Well goodness. What a day. I woke up this morning feeling half human, but the sun is shining, it's still cool, and there is a nice breeze blowing. Good day for a walk. Good day to be motivated and resume the house scouring I was doing before my trip. Good day.

And then, I called hubby. And was instantly hit with "lets talk about what we are going to do when E, baby and X move in with us."

What the fuck?

Now hold on a goldarned minute. X was after me a bit when I was in Chico, talking about having the baby and E move back down here so E can get work, etc. I told her that that might happen, but that me, dad and E need to sit down, have a major family discussion, and discuss the terms. That shut her up. No, he does not have a blanket invitation to waltz in here when ever he feels like it. Period.

She also had made the comment about "if I were in real dire straits, I know you guys would help me." Well, yeah, we would, because we are nice people and would hate to see you homeless. But c'mon woman, how horrid would that be. You living in your ex-husbands house with his current wife? That's awkward, weird, and in some ways, just plain sick. It will take a lot of prodding from the Lord above to get me to accept that. I don't rightly want you in my house, dig? I just can't fathom that scenario being anything other than super stressful, and Lord knows, I've got enough stress in my life.

Wow....so....well, anyways, in this conversation this morning with spouse, he brings this up, yet again. He has mentioned it umpteen times since my drive home on Sunday, and it's really starting to get at me.
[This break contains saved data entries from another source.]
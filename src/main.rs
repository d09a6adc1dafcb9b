use global::Global;
use tracing::level_filters::LevelFilter;
use tracing_subscriber::EnvFilter;

mod clock;
mod config;
mod discord;
mod error;
mod global;
mod util;

#[tokio::main]
async fn main() -> anyhow::Result<()> {
    let config = config::Config::load()?;

    tracing_subscriber::fmt()
        .with_env_filter(
            EnvFilter::builder()
                .with_default_directive(LevelFilter::INFO.into())
                .from_env_lossy(),
        )
        .init();

    tracing::info!("starting channel clock");

    let global = Global::init(config).await?;

    tokio::select! {
        r = clock::run(global.clone()) => {
            if let Err(e) = r {
                tracing::error!("clock error: {:#}", e);
            }
        }
        _ = tokio::signal::ctrl_c() => {
            tracing::info!("shutting down");
        }
    }

    Ok(())
}
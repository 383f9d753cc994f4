// Copyright 2025 Schelling Point Labs Inc
// SPDX-License-Identifier: AGPL-3.0-only

//! Core type definitions for nullfs

use std::ffi::OsString;
use std::fs;
use std::os::unix::fs::MetadataExt;
use std::path::Path;
use std::time::{SystemTime, UNIX_EPOCH};

use crate::error::{FsError, FsResult};

/// Inode number of the root directory (matches the FUSE root id)
pub const ROOT_NODE_ID: NodeId = NodeId(1);

/// Block size reported for nodes created by the filesystem
pub const DEFAULT_BLOCK_SIZE: u32 = 4096;

/// Node identifier, doubles as the inode number reported to the kernel
#[derive(Clone, Copy, Debug, PartialEq, Eq, Hash, PartialOrd, Ord)]
pub struct NodeId(pub u64);

impl std::fmt::Display for NodeId {
    fn fmt(&self, f: &mut std::fmt::Formatter<'_>) -> std::fmt::Result {
        write!(f, "{}", self.0)
    }
}

/// Opaque handle identifier
#[derive(Clone, Copy, Debug, PartialEq, Eq, Hash)]
pub struct HandleId(pub u64);

impl std::fmt::Display for HandleId {
    fn fmt(&self, f: &mut std::fmt::Formatter<'_>) -> std::fmt::Result {
        write!(f, "{}", self.0)
    }
}

/// File timestamps, in nanoseconds since the Unix epoch
#[derive(Clone, Copy, Debug, Default, PartialEq, Eq)]
pub struct FileTimes {
    pub atime_ns: i64,
    pub mtime_ns: i64,
    pub ctime_ns: i64,
    /// Creation time is not tracked on Linux and stays zero.
    pub crtime_ns: i64,
}

impl FileTimes {
    /// Access, modification and change time all set to `ns`
    pub fn uniform(ns: i64) -> Self {
        Self {
            atime_ns: ns,
            mtime_ns: ns,
            ctime_ns: ns,
            crtime_ns: 0,
        }
    }
}

/// Current wall clock time in nanoseconds since the Unix epoch
pub fn now_ns() -> i64 {
    SystemTime::now()
        .duration_since(UNIX_EPOCH)
        .map(|d| i64::try_from(d.as_nanos()).unwrap_or(i64::MAX))
        .unwrap_or(0)
}

/// Attribute snapshot of a node
#[derive(Clone, Debug, PartialEq, Eq)]
pub struct Attributes {
    pub ino: u64,
    /// Full `st_mode`, including the file type bits
    pub mode: u32,
    pub nlink: u32,
    pub uid: u32,
    pub gid: u32,
    pub rdev: u64,
    pub size: u64,
    pub blksize: u32,
    pub blocks: u64,
    pub times: FileTimes,
}

impl Attributes {
    pub fn file_type_bits(&self) -> u32 {
        self.mode & (libc::S_IFMT as u32)
    }

    pub fn is_dir(&self) -> bool {
        self.file_type_bits() == libc::S_IFDIR as u32
    }

    /// Permission bits without the file type
    pub fn permissions(&self) -> u32 {
        self.mode & 0o7777
    }
}

/// Base attributes of the root node, mirrored from an existing directory
#[derive(Clone, Debug)]
pub struct RootMetadata {
    pub name: OsString,
    pub mode: u32,
    pub nlink: u32,
    pub uid: u32,
    pub gid: u32,
    pub rdev: u64,
    pub size: u64,
    pub blksize: u32,
    pub blocks: u64,
    pub times: FileTimes,
}

impl RootMetadata {
    /// Read root attributes from the directory at `path`
    pub fn from_dir(path: &Path) -> FsResult<Self> {
        let metadata = fs::metadata(path)?;
        if !metadata.is_dir() {
            return Err(FsError::NotADirectory);
        }
        let name = path
            .file_name()
            .map(|n| n.to_os_string())
            .unwrap_or_else(|| OsString::from("/"));
        Ok(Self::from_metadata(name, &metadata))
    }

    pub fn from_metadata(name: OsString, metadata: &fs::Metadata) -> Self {
        let to_ns = |secs: i64, nsec: i64| secs.saturating_mul(1_000_000_000).saturating_add(nsec);
        Self {
            name,
            mode: metadata.mode(),
            nlink: u32::try_from(metadata.nlink()).unwrap_or(u32::MAX),
            uid: metadata.uid(),
            gid: metadata.gid(),
            rdev: metadata.rdev(),
            size: metadata.size(),
            blksize: u32::try_from(metadata.blksize()).unwrap_or(DEFAULT_BLOCK_SIZE),
            blocks: metadata.blocks(),
            times: FileTimes {
                atime_ns: to_ns(metadata.atime(), metadata.atime_nsec()),
                mtime_ns: to_ns(metadata.mtime(), metadata.mtime_nsec()),
                ctime_ns: to_ns(metadata.ctime(), metadata.ctime_nsec()),
                crtime_ns: 0,
            },
        }
    }
}

/// Attribute update carrying only the fields that should change
#[derive(Clone, Debug, Default, PartialEq, Eq)]
pub struct SetAttributes {
    pub atime_ns: Option<i64>,
    pub mtime_ns: Option<i64>,
    pub ctime_ns: Option<i64>,
    pub mode: Option<u32>,
    pub uid: Option<u32>,
    pub gid: Option<u32>,
    pub size: Option<u64>,
}

/// Access mode requested by an open call
#[derive(Clone, Copy, Debug, PartialEq, Eq)]
pub enum AccessMode {
    ReadOnly,
    WriteOnly,
    ReadWrite,
}

impl AccessMode {
    /// Decode the access mode from raw `open(2)` flags
    pub fn from_flags(flags: i32) -> Self {
        match flags & libc::O_ACCMODE {
            libc::O_WRONLY => AccessMode::WriteOnly,
            libc::O_RDWR => AccessMode::ReadWrite,
            _ => AccessMode::ReadOnly,
        }
    }
}
#[cfg(test)]
mod tests {
    use super::*;
    use crate::types::{FileTimes, ROOT_NODE_ID};
    use std::ffi::OsString;

    const CALLER: Caller = Caller {
        uid: 1000,
        gid: 1000,
        umask: 0o022,
    };

    fn create_test_fs() -> NullFs {
        let root = RootMetadata {
            name: OsString::from("mnt"),
            mode: S_IFDIR | 0o755,
            nlink: 2,
            uid: 1000,
            gid: 1000,
            rdev: 0,
            size: 4096,
            blksize: 4096,
            blocks: 8,
            times: FileTimes::uniform(1_700_000_000_000_000_000),
        };
        NullFs::new(FsConfig::default(), &root).unwrap()
    }

    fn mkdir(fs: &NullFs, parent: NodeId, name: &str) -> NodeId {
        NodeId(fs.mkdir(parent, OsStr::new(name), 0o755, &CALLER).unwrap().ino)
    }

    #[test]
    fn fresh_fs_has_root_only() {
        let fs = create_test_fs();
        assert_eq!(fs.node_count(), 1);
        assert!(fs.getattr(ROOT_NODE_ID).unwrap().is_dir());
        assert_eq!(fs.open_handle_count(), 0);
    }

    #[test]
    fn create_returns_open_handle_and_attributes() {
        let fs = create_test_fs();
        let (fh, attr) = fs.create(ROOT_NODE_ID, OsStr::new("file"), S_IFREG | 0o666, &CALLER).unwrap();

        assert_eq!(attr.mode, S_IFREG | 0o644);
        assert_eq!(attr.uid, 1000);
        assert_eq!(fs.open_handle_count(), 1);
        assert_eq!(fs.write(fh, b"abc").unwrap(), 3);
        assert_eq!(fs.lookup(ROOT_NODE_ID, OsStr::new("file")).unwrap(), attr);
        fs.release(fh).unwrap();
    }

    #[test]
    fn create_without_type_bits_makes_regular_file() {
        let fs = create_test_fs();
        let (_, attr) = fs.create(ROOT_NODE_ID, OsStr::new("f"), 0o600, &CALLER).unwrap();
        assert_eq!(attr.file_type_bits(), S_IFREG);
    }

    #[test]
    fn create_under_unknown_parent_fails_cleanly() {
        let fs = create_test_fs();
        assert!(matches!(
            fs.create(NodeId(9), OsStr::new("f"), S_IFREG | 0o644, &CALLER),
            Err(FsError::NotFound)
        ));
        assert_eq!(fs.node_count(), 1);
        assert_eq!(fs.open_handle_count(), 0);
    }

    #[test]
    fn write_does_not_change_size() {
        let fs = create_test_fs();
        let (fh, attr) = fs.create(ROOT_NODE_ID, OsStr::new("f"), S_IFREG | 0o644, &CALLER).unwrap();
        let payload = vec![0xAB; 8192];

        assert_eq!(fs.write(fh, &payload).unwrap(), payload.len());
        assert_eq!(fs.getattr(NodeId(attr.ino)).unwrap().size, 0);
    }

    #[test]
    fn write_on_closed_handle_fails() {
        let fs = create_test_fs();
        let (fh, _) = fs.create(ROOT_NODE_ID, OsStr::new("f"), S_IFREG | 0o644, &CALLER).unwrap();
        fs.release(fh).unwrap();
        assert!(matches!(fs.write(fh, b"x"), Err(FsError::NotFound)));
        assert!(matches!(fs.release(fh), Err(FsError::NotFound)));
    }

    #[test]
    fn open_requires_write_only_access() {
        let fs = create_test_fs();
        let (fh, attr) = fs.create(ROOT_NODE_ID, OsStr::new("f"), S_IFREG | 0o644, &CALLER).unwrap();
        fs.release(fh).unwrap();
        let node = NodeId(attr.ino);

        assert!(matches!(fs.open(node, libc::O_RDONLY), Err(FsError::PermissionDenied)));
        assert!(matches!(fs.open(node, libc::O_RDWR), Err(FsError::PermissionDenied)));
        assert_eq!(fs.open_handle_count(), 0);

        let fh = fs.open(node, libc::O_WRONLY | libc::O_TRUNC).unwrap();
        assert_eq!(fs.write(fh, b"hello").unwrap(), 5);
        fs.release(fh).unwrap();
    }

    #[test]
    fn open_unknown_node_is_not_found() {
        let fs = create_test_fs();
        assert!(matches!(fs.open(NodeId(123), libc::O_WRONLY), Err(FsError::NotFound)));
        assert!(matches!(fs.opendir(NodeId(123)), Err(FsError::NotFound)));
    }

    #[test]
    fn open_checks_existence_before_access_mode() {
        let fs = create_test_fs();
        assert!(matches!(fs.open(NodeId(123), libc::O_RDONLY), Err(FsError::NotFound)));
        assert!(matches!(fs.open(NodeId(123), libc::O_RDWR), Err(FsError::NotFound)));
        assert!(matches!(
            fs.open(ROOT_NODE_ID, libc::O_WRONLY | libc::O_RDWR),
            Err(FsError::PermissionDenied)
        ));
        assert_eq!(fs.open_handle_count(), 0);
    }

    #[test]
    fn lookup_and_getattr_missing_entries() {
        let fs = create_test_fs();
        assert!(matches!(fs.lookup(ROOT_NODE_ID, OsStr::new("nope")), Err(FsError::NotFound)));
        assert!(matches!(fs.getattr(NodeId(2)), Err(FsError::NotFound)));
    }

    #[test]
    fn mkdir_sets_directory_type() {
        let fs = create_test_fs();
        let attr = fs.mkdir(ROOT_NODE_ID, OsStr::new("dir"), 0o777, &CALLER).unwrap();
        assert!(attr.is_dir());
        assert_eq!(attr.permissions(), 0o755);
    }

    #[test]
    fn setattr_overwrites_selected_fields() {
        let fs = create_test_fs();
        let (_, attr) = fs.create(ROOT_NODE_ID, OsStr::new("f"), S_IFREG | 0o644, &CALLER).unwrap();
        let node = NodeId(attr.ino);

        let updated = fs
            .setattr(
                node,
                &SetAttributes {
                    mode: Some(S_IFREG | 0o600),
                    gid: Some(5),
                    ..Default::default()
                },
            )
            .unwrap();
        assert_eq!(updated.mode, S_IFREG | 0o600);
        assert_eq!(updated.gid, 5);
        assert_eq!(updated.uid, attr.uid);
        assert_eq!(updated.times, attr.times);

        assert!(matches!(
            fs.setattr(NodeId(77), &SetAttributes::default()),
            Err(FsError::NotFound)
        ));
    }

    #[test]
    fn readdir_paginates() {
        let fs = create_test_fs();
        for name in ["A", "B", "C"] {
            fs.create(ROOT_NODE_ID, OsStr::new(name), S_IFREG | 0o644, &CALLER).unwrap();
        }
        let dh = fs.opendir(ROOT_NODE_ID).unwrap();

        let mut first = Vec::new();
        let resume = fs
            .readdir(dh, 0, |entry| {
                if first.is_empty() {
                    first.push(entry.name.to_os_string());
                    true
                } else {
                    false
                }
            })
            .unwrap();
        assert_eq!(first, vec![OsString::from("A")]);
        assert_eq!(resume, 1);

        let mut rest = Vec::new();
        let resume = fs
            .readdir(dh, resume, |entry| {
                rest.push((entry.name.to_os_string(), entry.next_offset));
                true
            })
            .unwrap();
        assert_eq!(
            rest,
            vec![(OsString::from("B"), 2), (OsString::from("C"), 3)]
        );
        assert_eq!(resume, 3);

        let mut past_end = 0;
        fs.readdir(dh, 5, |_| {
            past_end += 1;
            true
        })
        .unwrap();
        assert_eq!(past_end, 0);

        fs.releasedir(dh).unwrap();
        assert!(matches!(fs.readdir(dh, 0, |_| true), Err(FsError::NotFound)));
    }

    #[test]
    fn readdir_after_directory_removed_is_not_found() {
        let fs = create_test_fs();
        let dir = mkdir(&fs, ROOT_NODE_ID, "dir");
        let dh = fs.opendir(dir).unwrap();
        fs.rmdir(ROOT_NODE_ID, OsStr::new("dir")).unwrap();

        assert!(matches!(fs.readdir(dh, 0, |_| true), Err(FsError::NotFound)));
        fs.releasedir(dh).unwrap();
    }

    #[test]
    fn write_through_handle_of_removed_file_still_succeeds() {
        let fs = create_test_fs();
        let (fh, attr) = fs.create(ROOT_NODE_ID, OsStr::new("f"), S_IFREG | 0o644, &CALLER).unwrap();
        fs.unlink(ROOT_NODE_ID, OsStr::new("f")).unwrap();

        assert_eq!(fs.write(fh, b"late").unwrap(), 4);
        assert!(matches!(fs.getattr(NodeId(attr.ino)), Err(FsError::NotFound)));
        fs.release(fh).unwrap();
    }

    #[test]
    fn create_write_remove_round_trip() {
        let fs = create_test_fs();
        let (fh, _) = fs.create(ROOT_NODE_ID, OsStr::new("file"), S_IFREG | 0o644, &CALLER).unwrap();
        fs.write(fh, b"Hello, World!\n").unwrap();
        fs.flush(fh).unwrap();
        fs.release(fh).unwrap();

        fs.unlink(ROOT_NODE_ID, OsStr::new("file")).unwrap();
        assert!(matches!(fs.lookup(ROOT_NODE_ID, OsStr::new("file")), Err(FsError::NotFound)));
        assert!(matches!(fs.unlink(ROOT_NODE_ID, OsStr::new("file")), Err(FsError::NotFound)));
    }

    #[test]
    fn nested_tree_removal_order() {
        let fs = create_test_fs();
        let d1 = mkdir(&fs, ROOT_NODE_ID, "d1");
        let d2 = mkdir(&fs, d1, "d2");
        let d3 = mkdir(&fs, d2, "d3");
        let (fh, _) = fs.create(d3, OsStr::new("file.txt"), S_IFREG | 0o644, &CALLER).unwrap();
        fs.write(fh, b"Hello, World!\n").unwrap();
        fs.release(fh).unwrap();

        assert!(matches!(fs.rmdir(ROOT_NODE_ID, OsStr::new("d1")), Err(FsError::NotEmpty)));
        assert_eq!(fs.node_count(), 5);

        fs.unlink(d3, OsStr::new("file.txt")).unwrap();
        fs.rmdir(d2, OsStr::new("d3")).unwrap();
        fs.rmdir(d1, OsStr::new("d2")).unwrap();
        fs.rmdir(ROOT_NODE_ID, OsStr::new("d1")).unwrap();
        assert_eq!(fs.node_count(), 1);
    }

    #[test]
    fn no_op_requests_always_succeed() {
        let fs = create_test_fs();
        fs.flush(HandleId(999)).unwrap();
        fs.forget(NodeId(999), 3);
    }

    #[test]
    fn getxattr_is_unsupported() {
        let fs = create_test_fs();
        assert!(matches!(
            fs.getxattr(ROOT_NODE_ID, OsStr::new("security.selinux")),
            Err(FsError::Unsupported)
        ));
    }

    #[test]
    fn requests_from_several_threads_are_serialized() {
        let fs = std::sync::Arc::new(create_test_fs());
        let workers: Vec<_> = (0..4)
            .map(|t| {
                let fs = std::sync::Arc::clone(&fs);
                std::thread::spawn(move || {
                    for i in 0..25 {
                        let name = format!("t{t}-{i}");
                        let (fh, _) = fs
                            .create(ROOT_NODE_ID, OsStr::new(&name), S_IFREG | 0o644, &CALLER)
                            .unwrap();
                        fs.release(fh).unwrap();
                    }
                })
            })
            .collect();
        for worker in workers {
            worker.join().unwrap();
        }

        assert_eq!(fs.node_count(), 101);
        let dh = fs.opendir(ROOT_NODE_ID).unwrap();
        let listed = fs.readdir(dh, 0, |_| true).unwrap();
        assert_eq!(listed, 100);
    }
}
I asked him "who's been getting at you, why are you so fixated on this topic right now?" He claims no one has been at him, but I am not buying it. It's either X or E has been calling him a lot, or simply that he saw the tape of the baby and has reverted into "do anything to get the child back here" mode. Both of which are wrong reasons to let this happen. I need to figure out what's going on here, who's doing an end run on me, and try to dig into the whole psychology of why he is so anal on this all of a sudden.

He's had a grand total of 10 hours sleep in the last week. He is crabby, pissy, being a crybaby, and downright mean right now. Hence, I told him I didn't really want to discuss it until he was well rested, as he is not making sound decisions at the moment.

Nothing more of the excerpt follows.